On Mon, 6 Apr 2015, thufir wrote:

p 176 has exten => 1NXXNXXXXXXX,1,Dial(SIP/${EXTEN}@myprovider)

how is "exten" distinct from "EXTEN"? What is this line of code doing?

This is a line of 'classic' dialplan (as opposed to AEL, Lua, or ...).

It defines a single step in the dialplan.

It 'says' if the extension matches the pattern 1NXXNXXXXXXX, dial myprovider using the SIP protocol and pass the value of the current extension.

exten is not case sensitive. exten is the same as EXTEN. If you write EXTEN, Asterisk will clobber it ('dialplan save') and rewrite it as exten so you might as well just use exten.

https://wiki.asterisk.org/wiki/display/AST/Asterisk+Standard+Channel+Variables

says that EXTEN is the current extension.

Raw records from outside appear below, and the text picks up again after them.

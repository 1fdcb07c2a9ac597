//! Chain registry and wallet session.
//!
//! # Responsibilities
//! - Hold every registered chain definition (first registration wins)
//! - Build RPC transports, read clients, and signer-bound write clients
//! - Track the single active chain for the session
//! - Serve cached native-balance lookups (5 second TTL)

use std::collections::HashMap;
use std::path::PathBuf;
use std::sync::Arc;
use std::time::Duration;

use alloy::network::EthereumWallet;
use alloy::primitives::Address;
use alloy::primitives::utils::format_ether;
use alloy::providers::{Provider, ProviderBuilder};

use crate::cache::LayeredCache;
use crate::chain::catalog;
use crate::chain::types::{ChainDefinition, ChainError, ChainResult};
use crate::chain::wallet::Wallet;

/// Balance cache TTL. Short by design: balances go stale the moment a
/// transaction lands.
const BALANCE_TTL: Duration = Duration::from_secs(5);

/// Registry of chain definitions plus the active wallet session.
///
/// Owns the signing key material and the balance cache; neither is shared
/// across sessions. Exactly one chain is active at any time, mutated only by
/// [`ChainRegistry::switch_active`].
pub struct ChainRegistry {
    chains: HashMap<String, ChainDefinition>,
    active: String,
    wallet: Wallet,
    cache: LayeredCache<String>,
}

impl ChainRegistry {
    /// Create a registry seeded with the given chains.
    ///
    /// The first chain in the list becomes active. An empty list falls back
    /// to the catalog's Sepolia entry so the session always has an active
    /// chain.
    pub fn new(
        wallet: Wallet,
        initial_chains: Vec<ChainDefinition>,
        cache_path: Option<PathBuf>,
    ) -> Self {
        let mut chains = HashMap::new();
        let mut active = None;
        for def in initial_chains {
            if active.is_none() {
                active = Some(def.name.clone());
            }
            chains.entry(def.name.clone()).or_insert(def);
        }
        let active = active.unwrap_or_else(|| {
            let sepolia = catalog::definition("sepolia").expect("sepolia is in the catalog");
            let name = sepolia.name.clone();
            chains.insert(name.clone(), sepolia);
            name
        });

        tracing::info!(
            address = %wallet.address(),
            active_chain = %active,
            chains = chains.len(),
            "Chain registry initialized"
        );

        Self {
            chains,
            active,
            wallet,
            cache: LayeredCache::new(BALANCE_TTL, cache_path),
        }
    }

    /// Register a chain definition. Idempotent: if the name already exists
    /// the existing definition is kept.
    pub fn register(&mut self, definition: ChainDefinition) {
        self.chains
            .entry(definition.name.clone())
            .or_insert(definition);
    }

    /// Resolve a chain name to its RPC transport URL, preferring a custom
    /// RPC URL over the default.
    pub fn resolve(&self, name: &str) -> ChainResult<url::Url> {
        let def = self
            .chains
            .get(name)
            .ok_or_else(|| ChainError::UnsupportedChain(name.to_string()))?;
        def.rpc_url()
            .parse()
            .map_err(|e| ChainError::InvalidRpcUrl {
                url: def.rpc_url().to_string(),
                reason: format!("{}", e),
            })
    }

    /// Build a stateless read (public) client for a registered chain.
    pub fn read_client(&self, name: &str) -> ChainResult<Arc<dyn Provider + Send + Sync>> {
        let url = self.resolve(name)?;
        Ok(Arc::new(ProviderBuilder::new().connect_http(url)) as Arc<dyn Provider + Send + Sync>)
    }

    /// Build a write client for a registered chain, bound to the session
    /// signer.
    pub fn write_client(&self, name: &str) -> ChainResult<Arc<dyn Provider + Send + Sync>> {
        let url = self.resolve(name)?;
        let signer_wallet = EthereumWallet::from(self.wallet.signer().clone());
        Ok(
            Arc::new(ProviderBuilder::new().wallet(signer_wallet).connect_http(url))
                as Arc<dyn Provider + Send + Sync>,
        )
    }

    /// Switch the active chain, lazily registering it from the well-known
    /// catalog if it was never registered. Fails with `InvalidChain` when
    /// the name matches no catalog entry.
    pub fn switch_active(&mut self, name: &str, custom_rpc_url: Option<&str>) -> ChainResult<()> {
        if !self.chains.contains_key(name) {
            let mut def = catalog::definition(name)
                .ok_or_else(|| ChainError::InvalidChain(name.to_string()))?;
            if let Some(url) = custom_rpc_url {
                def = def.with_custom_rpc(url);
            }
            self.register(def);
        }
        self.active = name.to_string();
        tracing::debug!(chain = %name, "Switched active chain");
        Ok(())
    }

    /// The definition of the currently active chain.
    pub fn active_chain(&self) -> &ChainDefinition {
        self.chains
            .get(&self.active)
            .expect("active chain is always registered")
    }

    /// The session signer's address.
    pub fn wallet_address(&self) -> Address {
        self.wallet.address()
    }

    /// The session wallet.
    pub fn wallet(&self) -> &Wallet {
        &self.wallet
    }

    /// Native balance of the session wallet on the active chain, formatted
    /// in whole-token units. Cached for 5 seconds; degrades to `None` on RPC
    /// failure by design.
    pub async fn wallet_balance(&self) -> Option<String> {
        let cache_key = format!("walletBalance_{}", self.active);
        if let Some(cached) = self.cache.get(&cache_key) {
            tracing::debug!(chain = %self.active, "Returning cached wallet balance");
            return Some(cached);
        }

        let balance = self.fetch_balance(&self.active).await?;
        self.cache.set(&cache_key, balance.clone());
        Some(balance)
    }

    /// Uncached native balance on an arbitrary registered chain.
    pub async fn wallet_balance_for_chain(&self, name: &str) -> Option<String> {
        self.fetch_balance(name).await
    }

    /// One-line session summary for agent context.
    pub async fn describe(&self) -> String {
        let chain = self.active_chain().clone();
        let balance = self
            .wallet_balance()
            .await
            .unwrap_or_else(|| "unknown".to_string());
        format!(
            "EVM Wallet Address: {}\nBalance: {} {}\nChain ID: {}, Name: {}",
            self.wallet.address(),
            balance,
            chain.currency_symbol,
            chain.chain_id,
            chain.display_name
        )
    }

    async fn fetch_balance(&self, chain: &str) -> Option<String> {
        let client = match self.read_client(chain) {
            Ok(client) => client,
            Err(e) => {
                tracing::warn!(chain = %chain, error = %e, "Cannot build read client for balance");
                return None;
            }
        };
        match client.get_balance(self.wallet.address()).await {
            Ok(balance) => Some(format_ether(balance)),
            Err(e) => {
                tracing::warn!(chain = %chain, error = %e, "Error getting wallet balance");
                None
            }
        }
    }
}

impl std::fmt::Debug for ChainRegistry {
    fn fmt(&self, f: &mut std::fmt::Formatter<'_>) -> std::fmt::Result {
        f.debug_struct("ChainRegistry")
            .field("active", &self.active)
            .field("chains", &self.chains.keys().collect::<Vec<_>>())
            .field("address", &self.wallet.address())
            .finish()
    }
}

#[cfg(test)]
mod tests {
    use super::*;

    const TEST_PRIVATE_KEY: &str =
        "0xac0974bec39a17e36ba4a6b4d238ff944bacb478cbed5efcae784d7bf4f2ff80";

    fn test_registry() -> ChainRegistry {
        let wallet = Wallet::from_private_key(TEST_PRIVATE_KEY).unwrap();
        ChainRegistry::new(wallet, Vec::new(), None)
    }

    #[test]
    fn defaults_to_sepolia_when_unseeded() {
        let registry = test_registry();
        assert_eq!(registry.active_chain().name, "sepolia");
        assert_eq!(registry.active_chain().chain_id, 11155111);
    }

    #[test]
    fn register_is_first_wins() {
        let mut registry = test_registry();
        let original = catalog::definition("base").unwrap();
        registry.register(original.clone());

        let overwrite = original.clone().with_custom_rpc("https://other.example");
        registry.register(overwrite);

        registry.switch_active("base", None).unwrap();
        assert!(registry.active_chain().custom_rpc_url.is_none());
    }

    #[test]
    fn switch_to_catalog_chain_registers_it() {
        let mut registry = test_registry();
        registry
            .switch_active("base", Some("https://base.example"))
            .unwrap();
        assert_eq!(registry.active_chain().name, "base");
        assert_eq!(registry.active_chain().rpc_url(), "https://base.example");
    }

    #[test]
    fn switch_to_unknown_chain_fails() {
        let mut registry = test_registry();
        let err = registry.switch_active("foonet", None).unwrap_err();
        assert!(matches!(err, ChainError::InvalidChain(_)));
        // Session keeps its previous active chain.
        assert_eq!(registry.active_chain().name, "sepolia");
    }

    #[test]
    fn resolve_unregistered_chain_fails() {
        let registry = test_registry();
        let err = registry.resolve("arbitrum").unwrap_err();
        assert!(matches!(err, ChainError::UnsupportedChain(_)));
    }

    #[test]
    fn resolve_prefers_custom_rpc() {
        let mut registry = test_registry();
        registry
            .switch_active("optimism", Some("https://op.example"))
            .unwrap();
        let url = registry.resolve("optimism").unwrap();
        assert_eq!(url.as_str(), "https://op.example/");
    }

    #[test]
    fn clients_fail_for_unregistered_chain() {
        let registry = test_registry();
        assert!(registry.read_client("bsc").is_err());
        assert!(registry.write_client("bsc").is_err());
    }
}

You can reference the current value of EXTEN like:

        same = n,verbose(The current value of EXTEN is ${EXTEN})

Another good reason to use exten so you won't confuse 'the next guy' who has to maintain your code.

In ruby, you this:

H = Hash["a" => 100, "b" => 200]

The => is a mapping, or at least that's my understanding. What does it mean in Asterisk? I didn't
fully appreciate that Asterisk is, apparently, its own language.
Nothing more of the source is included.